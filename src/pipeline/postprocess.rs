//! Post-processing passes applied to every conversion result.
//!
//! Whichever path produced the primary Markdown (external tool or built-in
//! converter), the orchestrator runs the same passes over it:
//!
//! 1. [`extract_base64_images`] moves inline `data:` images into the image
//!    store, so the Markdown file stays small and diffable.
//! 2. [`repair_placeholders`] swaps the literal markers some upstream tools
//!    emit for unresolved images with configured sample images.
//! 3. [`enhance`] resubmits the Markdown, window by window, to the
//!    text-formatting assistant.
//!
//! Image-path verification lives in [`super::verify`] because it produces a
//! report instead of new Markdown.

use crate::output::ExtractedImage;
use crate::pipeline::images::{extension_for_subtype, ImageStore};
use crate::pipeline::llm::{complete_or_none, CompletionService};
use crate::prompts::{enhance_prompt, ENHANCE_SYSTEM_PROMPT};
use base64::engine::general_purpose::STANDARD;
use base64::Engine as _;
use once_cell::sync::Lazy;
use regex::{Captures, Regex};
use sha2::{Digest, Sha256};
use std::collections::HashMap;
use std::path::{Path, PathBuf};
use tracing::{debug, info, warn};

// ── Base64 extraction ───────────────────────────────────────────────────────

static RE_DATA_IMAGE: Lazy<Regex> = Lazy::new(|| {
    Regex::new(r"!\[([^\]]*)\]\(data:image/([A-Za-z0-9.+-]+);base64,([^)]*)\)").unwrap()
});

/// Move inline base64 images into the image store.
///
/// Each payload is saved as `image_{h}.{ext}` where `h` is the first 16 hex
/// digits of the SHA-256 of the (whitespace-stripped) payload, so identical
/// images share one file. Payloads that fail to decode are logged and left
/// in place.
pub fn extract_base64_images(
    markdown: &str,
    store: &ImageStore,
) -> (String, Vec<ExtractedImage>) {
    let mut saved: HashMap<String, String> = HashMap::new();
    let mut images = Vec::new();

    let out = RE_DATA_IMAGE.replace_all(markdown, |caps: &Captures| {
        let alt = &caps[1];
        let ext = extension_for_subtype(&caps[2]);
        let payload: String = caps[3].chars().filter(|c| !c.is_whitespace()).collect();

        let name = format!("image_{}.{}", &sha256_hex(payload.as_bytes())[..16], ext);
        if let Some(reference) = saved.get(&name) {
            return format!("![{alt}]({reference})");
        }

        let bytes = match STANDARD.decode(payload.as_bytes()) {
            Ok(b) => b,
            Err(e) => {
                warn!("Skipping undecodable inline image: {}", e);
                return caps[0].to_string();
            }
        };
        match store.save(&name, &bytes) {
            Ok(img) => {
                let reference = img.reference.clone();
                saved.insert(name, reference.clone());
                images.push(img);
                format!("![{alt}]({reference})")
            }
            Err(e) => {
                warn!("Failed to save inline image {}: {}", name, e);
                caps[0].to_string()
            }
        }
    });

    if !images.is_empty() {
        info!("Extracted {} inline base64 image(s)", images.len());
    }
    (out.into_owned(), images)
}

/// Lowercase hex SHA-256 of `bytes`.
pub fn sha256_hex(bytes: &[u8]) -> String {
    let digest = Sha256::digest(bytes);
    digest.iter().map(|b| format!("{b:02x}")).collect()
}

// ── Placeholder repair ──────────────────────────────────────────────────────

/// Literal markers upstream converters leave where an image could not be
/// resolved.
pub const PLACEHOLDER_TOKENS: [&str; 4] = [
    "<!-- image -->",
    "![](image_placeholder)",
    "![Image](image_placeholder)",
    "[image]",
];

// Real links and images are matched as a whole so `[image]` inside
// `![image](x.png)` or `[image](page.html)` is never taken for a token.
static RE_PLACEHOLDER: Lazy<Regex> =
    Lazy::new(|| Regex::new(r"<!-- image -->|!?\[[^\]]*\]\([^)]*\)|\[image\]").unwrap());

/// Replace placeholder tokens with references to sample images.
///
/// Occurrences are replaced in document order, cycling through `samples`.
/// Each sample is copied into the store once; samples that cannot be copied
/// drop out of the rotation. With no usable samples, or no
/// tokens, the content comes back unchanged, so the pass is idempotent.
pub fn repair_placeholders(
    markdown: &str,
    samples: &[PathBuf],
    store: &ImageStore,
) -> (String, Vec<ExtractedImage>) {
    if samples.is_empty() || !contains_placeholder(markdown) {
        return (markdown.to_string(), Vec::new());
    }

    let mut images: Vec<ExtractedImage> = Vec::new();
    for sample in samples {
        match copy_sample(sample, store) {
            Ok(img) => images.push(img),
            Err(e) => warn!("Placeholder sample {} unusable: {}", sample.display(), e),
        }
    }
    if images.is_empty() {
        return (markdown.to_string(), images);
    }

    let mut next = 0usize;
    let out = RE_PLACEHOLDER.replace_all(markdown, |caps: &Captures| {
        let m = &caps[0];
        if !is_placeholder(m) {
            return m.to_string();
        }
        let img = &images[next % images.len()];
        next += 1;
        format!("![Image]({})", img.reference)
    });

    debug!("Repaired {} placeholder(s)", next);
    (out.into_owned(), images)
}

fn contains_placeholder(markdown: &str) -> bool {
    RE_PLACEHOLDER
        .find_iter(markdown)
        .any(|m| is_placeholder(m.as_str()))
}

fn is_placeholder(s: &str) -> bool {
    PLACEHOLDER_TOKENS.iter().any(|t| *t == s)
}

fn copy_sample(sample: &Path, store: &ImageStore) -> std::io::Result<ExtractedImage> {
    let name = sample
        .file_name()
        .map(|n| n.to_string_lossy().to_string())
        .unwrap_or_else(|| "placeholder.png".to_string());
    store.copy_in(sample, &name)
}

// ── Enhancement pass ────────────────────────────────────────────────────────

/// Resubmit `markdown` to the assistant in fixed-size windows.
///
/// Returns `None` (keep the input) when the content is longer than
/// `max_chars`, or when any window fails. Otherwise the window replies are
/// joined with `\n` and stripped of a wrapping code fence.
pub async fn enhance(
    markdown: &str,
    service: &dyn CompletionService,
    chunk_chars: usize,
    max_chars: usize,
) -> Option<String> {
    let total = markdown.chars().count();
    if total > max_chars {
        info!(
            "Skipping enhancement: {} chars exceeds the {} char limit",
            total, max_chars
        );
        return None;
    }
    if markdown.trim().is_empty() {
        return None;
    }

    let chunks = split_chars(markdown, chunk_chars);
    info!("Enhancing markdown in {} chunk(s)", chunks.len());

    let mut replies = Vec::with_capacity(chunks.len());
    for (i, chunk) in chunks.iter().enumerate() {
        match complete_or_none(service, ENHANCE_SYSTEM_PROMPT, &enhance_prompt(chunk)).await {
            Some(reply) => replies.push(strip_code_fence(&reply)),
            None => {
                warn!(
                    "Enhancement chunk {}/{} failed; keeping unenhanced markdown",
                    i + 1,
                    chunks.len()
                );
                return None;
            }
        }
    }

    Some(strip_code_fence(&replies.join("\n")))
}

/// Split `s` into windows of at most `size` characters.
pub fn split_chars(s: &str, size: usize) -> Vec<&str> {
    let size = size.max(1);
    let mut out = Vec::new();
    let mut rest = s;
    while !rest.is_empty() {
        let end = rest
            .char_indices()
            .nth(size)
            .map_or(rest.len(), |(idx, _)| idx);
        let (head, tail) = rest.split_at(end);
        out.push(head);
        rest = tail;
    }
    out
}

static RE_OUTER_FENCE: Lazy<Regex> =
    Lazy::new(|| Regex::new(r"(?s)^```(?:markdown|md)?[ \t]*\r?\n(.*?)\r?\n?```\s*$").unwrap());

/// Remove a code fence wrapping the whole reply.
///
/// Only a fence that opens on the first line and closes on the last is
/// removed; fenced blocks inside the document are left alone.
pub fn strip_code_fence(text: &str) -> String {
    let trimmed = text.trim();
    match RE_OUTER_FENCE.captures(trimmed) {
        Some(caps) => caps[1].to_string(),
        None => trimmed.to_string(),
    }
}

#### WHAT THE TASK REQUIRES:
Wherever the string "PathBuf" appears in the entries, copy that line.

#### TASK OUTPUT:
use std::path::{Path, PathBuf};
    samples: &[PathBuf],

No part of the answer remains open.